Bu yıl Talibül-Hakk diye meşhur olan Abdullah bin Yahya el-Hadrami tarafından Ebu Haraza ile Bele bin Ukbe el-Ezdi el-Harici Mervan bin Muhammede karşı muhalefet konusunda hakemlik yapmak üzere hacca gönderildiler. Hacılar Arafattayken aniden mızraklarının üzerine sancaklar ve siyah sarıldar bağlamış yedi yüz kadar kişi ortaya çıkıverdiler. Hacılar korktular ve niçin böyle yaptıklarını sordular. Mervana ve ailesine karşı olduklarını, onları istemediklerini söylediler. Mekke ve Medinenin o günkü valisi olan Abdülvahid bin Süleyman bin Abdülmelik bunlara haber gönderdi ve sükunete çağırdı. Ancak onlar: “Kendi başımıza ayrı olarak haccetmek istiyoruz.” dediler.

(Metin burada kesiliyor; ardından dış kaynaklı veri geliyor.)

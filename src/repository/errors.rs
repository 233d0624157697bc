use diesel::r2d2::PoolError;
use diesel::result::{DatabaseErrorKind, Error as DieselError};
use thiserror::Error;

/// Errors surfaced by repository implementations.
#[derive(Debug, Error)]
pub enum RepositoryError {
    /// No pooled connection could be obtained.
    #[error("connection pool error: {0}")]
    ConnectionError(#[from] PoolError),
    /// A unique or foreign key constraint rejected the write.
    #[error("constraint violation: {0}")]
    ConstraintError(String),
    /// A stored row could not be converted into a domain value.
    #[error("validation error: {0}")]
    ValidationError(String),
    /// The record to modify does not exist or is not in the expected state.
    #[error("not found")]
    NotFound,
    /// Any other database failure.
    #[error("database error: {0}")]
    DatabaseError(DieselError),
}

impl From<DieselError> for RepositoryError {
    fn from(value: DieselError) -> Self {
        match value {
            DieselError::NotFound => RepositoryError::NotFound,
            DieselError::DatabaseError(
                kind @ (DatabaseErrorKind::UniqueViolation | DatabaseErrorKind::ForeignKeyViolation),
                info,
            ) => RepositoryError::ConstraintError(format!("{kind:?}: {}", info.message())),
            other => RepositoryError::DatabaseError(other),
        }
    }
}

impl RepositoryError {
    pub const fn is_constraint_violation(&self) -> bool {
        matches!(self, Self::ConstraintError(_))
    }
}

/// Convenient alias for repository results.
pub type RepositoryResult<T> = Result<T, RepositoryError>;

Abdülvahid onlarla son hacı kafilesi ayrılıncaya kadar birbirlerine dokunmayacaklarına dair anlaşma yaptı, böylece Arafatta yalnız başlarına kaldılar.
Abdülvahid insanları uzaklaştırdı ve Minada Sultanın evine gitti, Ebu Hamza ise Karnus-Sealibde konakladı. Abdülvahid; Abdullah bin Hasan bin Hasan bin Ali, Muhammed bin Abdullah bin Amr bin Osman, Abdurrahman bin Kasım bin Muhammed bin Ebu Bekr, Ubeydullah bin Ömer bin Hafs bin Asım bin Ömer bin el-Hattab, Rabia bin Ebi Abdurrahman ve diğer bazı kişilerden müteşekkil bir heyeti Ebu Hamza el-Hariciye gönderdi. yanına girdiler, üzerinde kalın pamuklu kumaştan yapılmış bir elbise vardı. Abdullah bin Hasan ve Muhamed bin Abdullah öne ilerlediler. Onlara soylarını sordu, söyleyince memnuniyetsizlik ifadesi göstererek yüzünü öbür tarafa çevirdi. Sonra Abdurrahman bin Kasım ve Ubeydullah bin Ömere soylarını sordu, söyleyince onlara karşı güler yüzlü bir tavır takındı, “Vallahi, biz sizin babalarınızın yolunda yürümek için yola çıkmadık.” dedi. Abdullah bin Hasan da Onun bu sözlerine karşı: “Biz de babalarımız arasında fazilet mukayesesi yapasın diye senin yanına gelmedik. Emir bizi bir görevle size gönderdi, Rabia meseleyi anlatsın.” dedi.
Rabia verilen sözde durulmadığından bahsedince Ebu Hamza: “Ahdimizi bozmaktan ve sözümüzde durmamaktan Allaha sığımrız. Yemin ederim ki boynum kesilse böyle bir şey yapmam, fakat sizinle aramızdaki sulh bozuldu.” dedi. Dönüp olanları AbdÜıvahide anlattılar. Abdülvahid ilk hacı grubuyla gitti ve Mekkeyi boşalttı. Ebu Hamza savaş yapınaksızın Mekkeye girdi. Birisi Abdülvahid hakkında şu şiiri söyledi:
Allahın dinine karşı gelen bir topluluk hac yaptı, Abdülvahid de onlardan kaçtı.
Hanımlarını ve görevini bırakarak başı boş deve gibi kaçıp gitti.
Abdülvahid daha sonra Medineye gitti, Medinelilere mecburi sefer emri çıkardı, verdiği tahsisatı onar onar artırdı, başlarına da Abdülaziz bin Abdullah bin Amr bin Osmanı geçirdi. Medineden çıktılar, Harreye vardıklarında kurban edilmiş develere rastladılar, yollarına devam ettiler.